Author:Amos, Yukari Takimoto;Amos, Daniel Miles;
Language: eng
Format: epub
Publisher: Rowman & Littlefield Publishers, Incorporated


Chapter 5

Remembering the Dark Past

Stories of the Korean War and Korean Immigration in American Children’s Literature

Chong Eun Ahn

Modern educational settings strive to introduce children to intercultural encounters, often by having students read books containing diverse, multicultural, and international elements. Transnational or transregional migrations are part of the everyday lives of people in globalizing economies as well as the tragic wars of the twentieth century. Together, these migrations function as pull and push factors to make societies diverse and transformative.

In such a social context, educators and students inevitably engage in cultural differences in the classroom.

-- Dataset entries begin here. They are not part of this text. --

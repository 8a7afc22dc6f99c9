use serde::{Deserialize, Serialize};

#[derive(Debug, Clone, Copy, PartialEq, Eq, Serialize)]
pub enum Profile {
    Development,
    Staging,
    Production,
}

impl Profile {
    pub fn from_env() -> Self {
        std::env::var("APP_PROFILE")
            .ok()
            .and_then(|s| Self::parse(&s))
            .unwrap_or(Self::Development)
    }

    pub fn parse(s: &str) -> Option<Self> {
        match s.to_lowercase().as_str() {
            "development" | "dev" => Some(Self::Development),
            "staging" | "stage" => Some(Self::Staging),
            "production" | "prod" => Some(Self::Production),
            _ => None,
        }
    }

    pub fn as_str(&self) -> &'static str {
        match self {
            Self::Development => "development",
            Self::Staging => "staging",
            Self::Production => "production",
        }
    }
}

/// Whether gateways are real provider clients or the in-process sandbox.
#[derive(Debug, Clone, Copy, PartialEq, Eq, Serialize, Deserialize)]
#[serde(rename_all = "lowercase")]
pub enum GatewayMode {
    Sandbox,
    Live,
}

impl std::str::FromStr for GatewayMode {
    type Err = String;

    fn from_str(s: &str) -> Result<Self, Self::Err> {
        match s.to_lowercase().as_str() {
            "sandbox" => Ok(Self::Sandbox),
            "live" => Ok(Self::Live),
            other => Err(format!("unknown gateway mode: {}", other)),
        }
    }
}

#[derive(Debug, Clone, Copy, PartialEq, Eq, Serialize, Deserialize)]
#[serde(rename_all = "lowercase")]
pub enum LogFormat {
    Pretty,
    Json,
}

impl std::str::FromStr for LogFormat {
    type Err = String;

    fn from_str(s: &str) -> Result<Self, Self::Err> {
        match s.to_lowercase().as_str() {
            "pretty" | "text" => Ok(Self::Pretty),
            "json" => Ok(Self::Json),
            other => Err(format!("unknown log format: {}", other)),
        }
    }
}

#[derive(Debug, Deserialize, Clone)]
pub struct ProfileDefaults {
    pub server_port: u16,
    pub database_url: Option<String>,
    pub database_max_connections: u32,
    pub gateway_mode: GatewayMode,
    pub pix_gateway_url: String,
    pub card_gateway_url: String,
    pub campaign_api_url: Option<String>,
    pub gateway_timeout_secs: u64,
    pub pix_ttl_secs: i64,
    pub intent_ttl_secs: i64,
    pub sweep_interval_secs: u64,
    pub currency: String,
    pub cors_allowed_origins: Option<String>,
    pub log_format: LogFormat,
}

impl ProfileDefaults {
    pub fn for_profile(profile: Profile) -> Self {
        match profile {
            Profile::Development => Self {
                server_port: 3000,
                database_url: None,
                database_max_connections: 5,
                gateway_mode: GatewayMode::Sandbox,
                pix_gateway_url: "http://localhost:4010".to_string(),
                card_gateway_url: "http://localhost:4020".to_string(),
                campaign_api_url: None,
                gateway_timeout_secs: 10,
                pix_ttl_secs: 900,
                intent_ttl_secs: 86_400,
                sweep_interval_secs: 30,
                currency: "BRL".to_string(),
                cors_allowed_origins: None,
                log_format: LogFormat::Pretty,
            },
            Profile::Staging => Self {
                server_port: 8080,
                database_url: None,
                database_max_connections: 10,
                gateway_mode: GatewayMode::Live,
                pix_gateway_url: "https://sandbox.pix-provider.example.com".to_string(),
                card_gateway_url: "https://sandbox.card-provider.example.com".to_string(),
                campaign_api_url: Some("http://web:8000".to_string()),
                gateway_timeout_secs: 10,
                pix_ttl_secs: 900,
                intent_ttl_secs: 86_400,
                sweep_interval_secs: 60,
                currency: "BRL".to_string(),
                cors_allowed_origins: Some("https://staging.example.com".to_string()),
                log_format: LogFormat::Json,
            },
            Profile::Production => Self {
                server_port: 8080,
                database_url: None,
                database_max_connections: 20,
                gateway_mode: GatewayMode::Live,
                pix_gateway_url: "https://api.pix-provider.example.com".to_string(),
                card_gateway_url: "https://api.card-provider.example.com".to_string(),
                campaign_api_url: Some("http://web:8000".to_string()),
                gateway_timeout_secs: 10,
                pix_ttl_secs: 900,
                intent_ttl_secs: 86_400,
                sweep_interval_secs: 60,
                currency: "BRL".to_string(),
                cors_allowed_origins: Some("https://app.example.com".to_string()),
                log_format: LogFormat::Json,
            },
        }
    }
}
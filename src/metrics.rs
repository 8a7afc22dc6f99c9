//! Prometheus counters for the checkout flow, exposed at `/metrics`.

use crate::domain::{EntryReason, PaymentMethod, PaymentPurpose, PaymentStatus};
use once_cell::sync::Lazy;
use prometheus::{Encoder, IntCounterVec, Opts, Registry, TextEncoder};

struct Metrics {
    registry: Registry,
    intents_created: IntCounterVec,
    intents_resolved: IntCounterVec,
    ledger_entries: IntCounterVec,
    webhooks_rejected: IntCounterVec,
    invalid_transitions: IntCounterVec,
    settlements_parked: IntCounterVec,
}

fn counter(name: &str, help: &str, labels: &[&str]) -> IntCounterVec {
    // Names and labels are static and valid; construction cannot fail.
    IntCounterVec::new(Opts::new(name, help), labels)
        .unwrap_or_else(|e| panic!("invalid metric definition {}: {}", name, e))
}

static METRICS: Lazy<Metrics> = Lazy::new(|| {
    let registry = Registry::new();
    let metrics = Metrics {
        intents_created: counter(
            "payment_intents_created_total",
            "Payment intents created",
            &["purpose", "method"],
        ),
        intents_resolved: counter(
            "payment_intents_resolved_total",
            "Payment intents reaching a terminal status",
            &["status"],
        ),
        ledger_entries: counter(
            "ledger_entries_total",
            "Ledger entries appended",
            &["reason"],
        ),
        webhooks_rejected: counter(
            "gateway_webhooks_rejected_total",
            "Gateway webhooks refused before any state change",
            &["gateway", "cause"],
        ),
        invalid_transitions: counter(
            "payment_invalid_transitions_total",
            "Refused payment intent transitions",
            &["from", "to"],
        ),
        settlements_parked: counter(
            "payment_settlements_parked_total",
            "Terminal intents whose side effects were given up on",
            &["status"],
        ),
        registry,
    };

    for c in [
        &metrics.intents_created,
        &metrics.intents_resolved,
        &metrics.ledger_entries,
        &metrics.webhooks_rejected,
        &metrics.invalid_transitions,
        &metrics.settlements_parked,
    ] {
        if let Err(e) = metrics.registry.register(Box::new(c.clone())) {
            tracing::warn!("Failed to register metric: {}", e);
        }
    }
    metrics
});

pub fn record_intent_created(purpose: PaymentPurpose, method: PaymentMethod) {
    METRICS
        .intents_created
        .with_label_values(&[purpose.as_str(), method.as_str()])
        .inc();
}

pub fn record_intent_resolved(status: PaymentStatus) {
    METRICS
        .intents_resolved
        .with_label_values(&[status.as_str()])
        .inc();
}

pub fn record_ledger_entry(reason: EntryReason) {
    METRICS
        .ledger_entries
        .with_label_values(&[reason.as_str()])
        .inc();
}

pub fn record_webhook_rejected(gateway: &str, cause: &str) {
    METRICS
        .webhooks_rejected
        .with_label_values(&[gateway, cause])
        .inc();
}

pub fn record_invalid_transition(from: PaymentStatus, to: PaymentStatus) {
    METRICS
        .invalid_transitions
        .with_label_values(&[from.as_str(), to.as_str()])
        .inc();
}

pub fn record_settlement_parked(status: PaymentStatus) {
    METRICS
        .settlements_parked
        .with_label_values(&[status.as_str()])
        .inc();
}

/// Text exposition format.
pub fn render() -> String {
    let mut buffer = Vec::new();
    let encoder = TextEncoder::new();
    if let Err(e) = encoder.encode(&METRICS.registry.gather(), &mut buffer) {
        tracing::error!("Failed to encode metrics: {}", e);
    }
    String::from_utf8(buffer).unwrap_or_default()
}
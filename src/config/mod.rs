pub mod profiles;

use crate::domain::MAX_PAYMENT_CENTS;
use dotenvy::dotenv;
use profiles::{GatewayMode, LogFormat, Profile, ProfileDefaults};
use serde::Serialize;
use std::env;
use std::str::FromStr;
use std::time::Duration;

#[derive(Debug, Serialize, Clone)]
pub struct Config {
    pub server_port: u16,
    /// `None` runs on in-memory storage; only accepted in development.
    pub database_url: Option<String>,
    pub database_max_connections: u32,
    pub gateway_mode: GatewayMode,
    pub pix_gateway_url: String,
    #[serde(skip_serializing)]
    pub pix_api_key: String,
    #[serde(skip_serializing)]
    pub pix_webhook_secret: String,
    pub card_gateway_url: String,
    #[serde(skip_serializing)]
    pub card_api_key: String,
    #[serde(skip_serializing)]
    pub card_webhook_secret: String,
    pub campaign_api_url: Option<String>,
    #[serde(skip_serializing)]
    pub campaign_api_token: String,
    pub gateway_timeout_secs: u64,
    pub pix_ttl_secs: i64,
    pub intent_ttl_secs: i64,
    pub sweep_interval_secs: u64,
    pub currency: String,
    /// Ceiling on a single fee or deposit, in cents.
    pub max_payment_cents: i64,
    pub max_settle_attempts: i32,
    pub cors_allowed_origins: Option<String>,
    pub log_format: LogFormat,
}

pub struct ConfigInfo {
    pub config: Config,
    pub profile: Profile,
    pub overrides: Vec<String>,
}

/// Reads `key`, parsing it into `T`, and records it as an override when present.
/// Unparseable values fall back to the profile default.
fn env_or<T: FromStr>(key: &str, default: T, overrides: &mut Vec<String>) -> T {
    match env::var(key) {
        Ok(raw) => {
            overrides.push(key.to_string());
            raw.parse().unwrap_or(default)
        }
        Err(_) => default,
    }
}

fn env_opt(key: &str, default: Option<String>, overrides: &mut Vec<String>) -> Option<String> {
    match env::var(key) {
        Ok(v) => {
            overrides.push(key.to_string());
            Some(v)
        }
        Err(_) => default,
    }
}

const DEV_WEBHOOK_SECRET: &str = "dev-webhook-secret";

impl Config {
    pub fn from_env() -> anyhow::Result<ConfigInfo> {
        dotenv().ok();

        let profile = Profile::from_env();
        let defaults = ProfileDefaults::for_profile(profile);
        let mut overrides = Vec::new();
        let o = &mut overrides;

        let config = Config {
            server_port: env_or("SERVER_PORT", defaults.server_port, o),
            database_url: env_opt("DATABASE_URL", defaults.database_url, o),
            database_max_connections: env_or(
                "DATABASE_MAX_CONNECTIONS",
                defaults.database_max_connections,
                o,
            ),
            gateway_mode: env_or("GATEWAY_MODE", defaults.gateway_mode, o),
            pix_gateway_url: env_or("PIX_GATEWAY_URL", defaults.pix_gateway_url, o),
            pix_api_key: env_or("PIX_API_KEY", String::new(), o),
            pix_webhook_secret: env_or("PIX_WEBHOOK_SECRET", DEV_WEBHOOK_SECRET.to_string(), o),
            card_gateway_url: env_or("CARD_GATEWAY_URL", defaults.card_gateway_url, o),
            card_api_key: env_or("CARD_API_KEY", String::new(), o),
            card_webhook_secret: env_or("CARD_WEBHOOK_SECRET", DEV_WEBHOOK_SECRET.to_string(), o),
            campaign_api_url: env_opt("CAMPAIGN_API_URL", defaults.campaign_api_url, o),
            campaign_api_token: env_or("CAMPAIGN_API_TOKEN", String::new(), o),
            gateway_timeout_secs: env_or("GATEWAY_TIMEOUT_SECS", defaults.gateway_timeout_secs, o),
            pix_ttl_secs: env_or("PIX_TTL_SECS", defaults.pix_ttl_secs, o),
            intent_ttl_secs: env_or("INTENT_TTL_SECS", defaults.intent_ttl_secs, o),
            sweep_interval_secs: env_or("SWEEP_INTERVAL_SECS", defaults.sweep_interval_secs, o),
            currency: env_or("CURRENCY", defaults.currency, o),
            max_payment_cents: env_or("MAX_PAYMENT_CENTS", MAX_PAYMENT_CENTS, o),
            max_settle_attempts: env_or("MAX_SETTLE_ATTEMPTS", 10, o),
            cors_allowed_origins: env_opt("CORS_ALLOWED_ORIGINS", defaults.cors_allowed_origins, o),
            log_format: env_or("LOG_FORMAT", defaults.log_format, o),
        };

        config.validate(profile)?;

        Ok(ConfigInfo {
            config,
            profile,
            overrides,
        })
    }

    /// Refuses settings that would be unsafe outside a developer machine.
    pub fn validate(&self, profile: Profile) -> anyhow::Result<()> {
        if profile != Profile::Development && self.database_url.is_none() {
            anyhow::bail!("DATABASE_URL must be set for the {} profile", profile.as_str());
        }

        if self.gateway_mode == GatewayMode::Live {
            let required = [
                ("PIX_API_KEY", self.pix_api_key.as_str()),
                ("CARD_API_KEY", self.card_api_key.as_str()),
                ("CAMPAIGN_API_TOKEN", self.campaign_api_token.as_str()),
            ];
            for (key, value) in required {
                if value.is_empty() {
                    anyhow::bail!("{} must be set when GATEWAY_MODE=live", key);
                }
            }
            for (key, secret) in [
                ("PIX_WEBHOOK_SECRET", &self.pix_webhook_secret),
                ("CARD_WEBHOOK_SECRET", &self.card_webhook_secret),
            ] {
                if secret == DEV_WEBHOOK_SECRET {
                    anyhow::bail!("{} must be set when GATEWAY_MODE=live", key);
                }
            }
            if self.campaign_api_url.is_none() {
                anyhow::bail!("CAMPAIGN_API_URL must be set when GATEWAY_MODE=live");
            }
        }

        if self.max_payment_cents <= 0 {
            anyhow::bail!("MAX_PAYMENT_CENTS must be positive");
        }
        if self.max_settle_attempts < 1 {
            anyhow::bail!("MAX_SETTLE_ATTEMPTS must be at least 1");
        }

        if self.currency.len() != 3 {
            anyhow::bail!("CURRENCY must be an ISO 4217 code, got {:?}", self.currency);
        }
        Ok(())
    }

    pub fn gateway_timeout(&self) -> Duration {
        Duration::from_secs(self.gateway_timeout_secs)
    }

    pub fn sweep_interval(&self) -> Duration {
        Duration::from_secs(self.sweep_interval_secs.max(1))
    }

    pub fn intent_ttl(&self) -> chrono::Duration {
        chrono::Duration::seconds(self.intent_ttl_secs)
    }
}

Educators in the English-speaking world often use literature written in English by authors who represent their home countries’ culture and history; some view this as a contribution to children’s understanding of the cultural and historical backgrounds of immigrant classmates, their neighbors, or themselves.

However, the production of racial and ethnic hierarchies, stereotypes, and identity politics continues and develops in the classrooms and in other social spaces, even when encouraging cultural differences and historical understandings through the use of diverse materials. What could be the problems in using such materials? What could be more critical ways to use such literature of and by the Other?

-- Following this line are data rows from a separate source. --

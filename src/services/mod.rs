pub mod coordinator;
pub mod intent_locks;
pub mod ledger;
pub mod settlement;
pub mod sweeper;

pub use coordinator::{
    CampaignCheckout, CheckoutOutcome, CoordinatorError, CoordinatorSettings,
    ReconciliationCoordinator, StatusSnapshot, SweepReport, WalletDeposit, WebhookOutcome,
};
pub use intent_locks::KeyedLocks;
pub use ledger::{Ledger, LedgerAuditReport, LedgerError};
pub use settlement::Settlement;
pub use sweeper::run_sweeper;
use crate::error::AppError;
use crate::handlers::{Caller, Pagination};
use crate::schemas::{BalanceResponse, LedgerEntriesResponse};
use crate::services::CoordinatorError;
use crate::AppState;
use axum::{
    extract::{Path, Query, State},
    Json,
};

fn ensure_self(owner_id: &str, caller: &Caller) -> Result<(), AppError> {
    if owner_id == caller.0 {
        Ok(())
    } else {
        Err(CoordinatorError::Forbidden("wallet belongs to another user".to_string()).into())
    }
}

/// Current balance, derived from the ledger. Unknown owners have a zero balance.
#[utoipa::path(
    get,
    path = "/wallets/{owner_id}/balance",
    params(("owner_id" = String, Path, description = "Wallet owner")),
    responses(
        (status = 200, body = BalanceResponse),
        (status = 403, description = "Not the caller's wallet")
    ),
    tag = "Wallet"
)]
pub async fn get_balance(
    State(state): State<AppState>,
    caller: Caller,
    Path(owner_id): Path<String>,
) -> Result<Json<BalanceResponse>, AppError> {
    ensure_self(&owner_id, &caller)?;
    let currency = state.coordinator.settings().currency.clone();
    let balance_cents = state
        .coordinator
        .ledger()
        .balance_for_owner(&owner_id, &currency)
        .await?;

    Ok(Json(BalanceResponse {
        owner_id,
        currency,
        balance_cents,
    }))
}

/// Ledger history, newest first.
#[utoipa::path(
    get,
    path = "/wallets/{owner_id}/entries",
    params(
        ("owner_id" = String, Path, description = "Wallet owner"),
        Pagination
    ),
    responses(
        (status = 200, body = LedgerEntriesResponse),
        (status = 403, description = "Not the caller's wallet")
    ),
    tag = "Wallet"
)]
pub async fn list_entries(
    State(state): State<AppState>,
    caller: Caller,
    Path(owner_id): Path<String>,
    Query(page): Query<Pagination>,
) -> Result<Json<LedgerEntriesResponse>, AppError> {
    ensure_self(&owner_id, &caller)?;
    let (limit, offset) = (page.limit(), page.offset());
    let ledger = state.coordinator.ledger();
    let currency = &state.coordinator.settings().currency;

    let entries = match ledger.find_account(&owner_id, currency).await? {
        Some(wallet) => ledger.entries(wallet.id, limit, offset).await?,
        None => Vec::new(),
    };

    Ok(Json(LedgerEntriesResponse {
        entries,
        limit,
        offset,
    }))
}
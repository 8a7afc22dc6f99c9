//! Webhook signatures.
//!
//! Header format: `t=<unix seconds>,v1=<hex hmac-sha256(secret, "<t>.<raw body>")>`.
//! Any parse failure, stale timestamp or mismatch fails closed.

use hmac::{Hmac, Mac};
use sha2::Sha256;
use thiserror::Error;

type HmacSha256 = Hmac<Sha256>;

pub const SIGNATURE_HEADER: &str = "x-gateway-signature";
pub const DEFAULT_TOLERANCE_SECS: i64 = 300;

#[derive(Debug, Error, PartialEq, Eq)]
pub enum SignatureError {
    #[error("webhook secret is not configured")]
    MissingSecret,
    #[error("malformed signature header")]
    Malformed,
    #[error("signature timestamp outside tolerance")]
    Stale,
    #[error("signature mismatch")]
    Mismatch,
}

fn mac_for(secret: &str, timestamp: i64, payload: &[u8]) -> Result<HmacSha256, SignatureError> {
    let mut mac =
        HmacSha256::new_from_slice(secret.as_bytes()).map_err(|_| SignatureError::MissingSecret)?;
    mac.update(timestamp.to_string().as_bytes());
    mac.update(b".");
    mac.update(payload);
    Ok(mac)
}

/// Produces a header value for `payload`. Used by the sandbox gateway and tests.
pub fn sign(secret: &str, payload: &[u8], timestamp: i64) -> String {
    match mac_for(secret, timestamp, payload) {
        Ok(mac) => format!(
            "t={},v1={}",
            timestamp,
            hex::encode(mac.finalize().into_bytes())
        ),
        Err(_) => format!("t={},v1=", timestamp),
    }
}

pub fn verify(
    secret: &str,
    payload: &[u8],
    header: &str,
    tolerance_secs: i64,
    now_unix: i64,
) -> Result<(), SignatureError> {
    if secret.is_empty() {
        return Err(SignatureError::MissingSecret);
    }

    let mut timestamp = None;
    let mut signature = None;
    for part in header.split(',') {
        let part = part.trim();
        if let Some(t) = part.strip_prefix("t=") {
            timestamp = Some(t);
        } else if let Some(v) = part.strip_prefix("v1=") {
            signature = Some(v);
        }
    }

    let timestamp: i64 = timestamp
        .ok_or(SignatureError::Malformed)?
        .parse()
        .map_err(|_| SignatureError::Malformed)?;
    let received = hex::decode(signature.ok_or(SignatureError::Malformed)?)
        .map_err(|_| SignatureError::Malformed)?;

    if (now_unix - timestamp).abs() > tolerance_secs {
        return Err(SignatureError::Stale);
    }

    // verify_slice compares in constant time.
    mac_for(secret, timestamp, payload)?
        .verify_slice(&received)
        .map_err(|_| SignatureError::Mismatch)
}

/// Convenience wrapper used by adapters: verifies against the current clock.
pub fn verify_now(secret: &str, payload: &[u8], header: &str) -> bool {
    let now = chrono::Utc::now().timestamp();
    match verify(secret, payload, header, DEFAULT_TOLERANCE_SECS, now) {
        Ok(()) => true,
        Err(e) => {
            tracing::warn!(error = %e, "Webhook signature rejected");
            false
        }
    }
}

While raising and responding to these questions, this chapter aims to provide methods for conducting historical analyses of minority children’s books by focusing on the literature that presents the history of modern East Asia from Korean American voices. It analyzes how some Korean American authors of the children’s books portray the experiences of Koreans in the mid-twentieth century, when people living in the Korean peninsula went through colonization, World War II, and the Cold War.

The analysis leads one to critically inquire about the (mis)representations of Korean history, culture, and identity in children’s literature in English. Specifically, this chapter examines how memories of some Korean American authors function in the portrayal of Koreans in the twentieth century. As the stories and images from the selected children’s books derive from the writers’ or their acquaintances’ memories of the past, a mixture of emotions and sentiments (e.g., sadness, fear, longing, warmness, love, and hope) appears in the literature.

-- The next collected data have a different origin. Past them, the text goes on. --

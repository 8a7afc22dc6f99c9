//! Row types as stored in Postgres. Enum columns are plain TEXT and are parsed
//! into domain types on the way out.

use crate::domain::{LedgerEntry, PaymentIntent, WalletAccount};
use crate::ports::RepositoryError;
use chrono::{DateTime, Utc};
use uuid::Uuid;

#[derive(Debug, Clone, sqlx::FromRow)]
pub struct WalletAccountRow {
    pub id: Uuid,
    pub owner_id: String,
    pub currency: String,
    pub balance_cents: i64,
    pub created_at: DateTime<Utc>,
}

impl From<WalletAccountRow> for WalletAccount {
    fn from(row: WalletAccountRow) -> Self {
        WalletAccount {
            id: row.id,
            owner_id: row.owner_id,
            currency: row.currency,
            created_at: row.created_at,
        }
    }
}

#[derive(Debug, Clone, sqlx::FromRow)]
pub struct LedgerEntryRow {
    pub id: Uuid,
    pub wallet_account_id: Uuid,
    pub signed_amount_cents: i64,
    pub reason: String,
    pub related_payment_intent_id: Option<Uuid>,
    pub idempotency_key: String,
    pub balance_after_cents: i64,
    pub created_at: DateTime<Utc>,
}

impl TryFrom<LedgerEntryRow> for LedgerEntry {
    type Error = RepositoryError;

    fn try_from(row: LedgerEntryRow) -> Result<Self, Self::Error> {
        Ok(LedgerEntry {
            id: row.id,
            wallet_account_id: row.wallet_account_id,
            signed_amount_cents: row.signed_amount_cents,
            reason: row
                .reason
                .parse()
                .map_err(|e: crate::domain::UnknownVariant| RepositoryError::Corrupt(e.to_string()))?,
            related_payment_intent_id: row.related_payment_intent_id,
            idempotency_key: row.idempotency_key,
            balance_after_cents: row.balance_after_cents,
            created_at: row.created_at,
        })
    }
}

#[derive(Debug, Clone, sqlx::FromRow)]
pub struct PaymentIntentRow {
    pub id: Uuid,
    pub owner_id: String,
    pub purpose: String,
    pub subject_id: Option<String>,
    pub currency: String,
    pub requested_amount_cents: i64,
    pub wallet_applied_cents: i64,
    pub gateway_amount_cents: i64,
    pub method: String,
    pub status: String,
    pub gateway_reference: Option<String>,
    pub qr_payload: Option<String>,
    pub expires_at: Option<DateTime<Utc>>,
    pub failure_reason: Option<String>,
    pub created_at: DateTime<Utc>,
    pub updated_at: DateTime<Utc>,
    pub resolved_at: Option<DateTime<Utc>>,
    pub settled_at: Option<DateTime<Utc>>,
    pub settle_attempts: i32,
    pub next_settle_at: Option<DateTime<Utc>>,
    pub settle_error: Option<String>,
}

impl TryFrom<PaymentIntentRow> for PaymentIntent {
    type Error = RepositoryError;

    fn try_from(row: PaymentIntentRow) -> Result<Self, Self::Error> {
        let corrupt = |e: crate::domain::UnknownVariant| RepositoryError::Corrupt(e.to_string());
        Ok(PaymentIntent {
            id: row.id,
            owner_id: row.owner_id,
            purpose: row.purpose.parse().map_err(corrupt)?,
            subject_id: row.subject_id,
            currency: row.currency,
            requested_amount_cents: row.requested_amount_cents,
            wallet_applied_cents: row.wallet_applied_cents,
            gateway_amount_cents: row.gateway_amount_cents,
            method: row.method.parse().map_err(corrupt)?,
            status: row.status.parse().map_err(corrupt)?,
            gateway_reference: row.gateway_reference,
            qr_payload: row.qr_payload,
            expires_at: row.expires_at,
            failure_reason: row.failure_reason,
            created_at: row.created_at,
            updated_at: row.updated_at,
            resolved_at: row.resolved_at,
            settled_at: row.settled_at,
            settle_attempts: row.settle_attempts,
            next_settle_at: row.next_settle_at,
            settle_error: row.settle_error,
        })
    }
}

The discussion herein argues that these perhaps nostalgic or perhaps historical elements ask for further analytical approaches to the style and content in the literature rather than simply taking away informative lessons from them. Simple knowledge-making possesses risks of children making not only ahistorical but also disempowering assumptions about the cultures and identities of various Koreans, Korean Americans, and themselves.

Celebrating differences by imagining that certain characteristics, sentiments, or stories from the books represent an authentic or legitimate Korean and Korean American past may limit children’s ability to grasp that cultures and identities are fluid historical products that are changeable and challengeable (Kim, 1997; Yu, 2001).

Books and Contexts

A gradual increase in Korean and Korean American children’s literature has become evident as part of the rise of Asian American children’s literature since the 1990s (Wee, Park, & Choi, 2015). The publication of picture books such as Halmoni and the Picnic (Choi, 1993) and Dumpling Soup (Rattigan, 1998) exposed children to Korean familial and eating customs.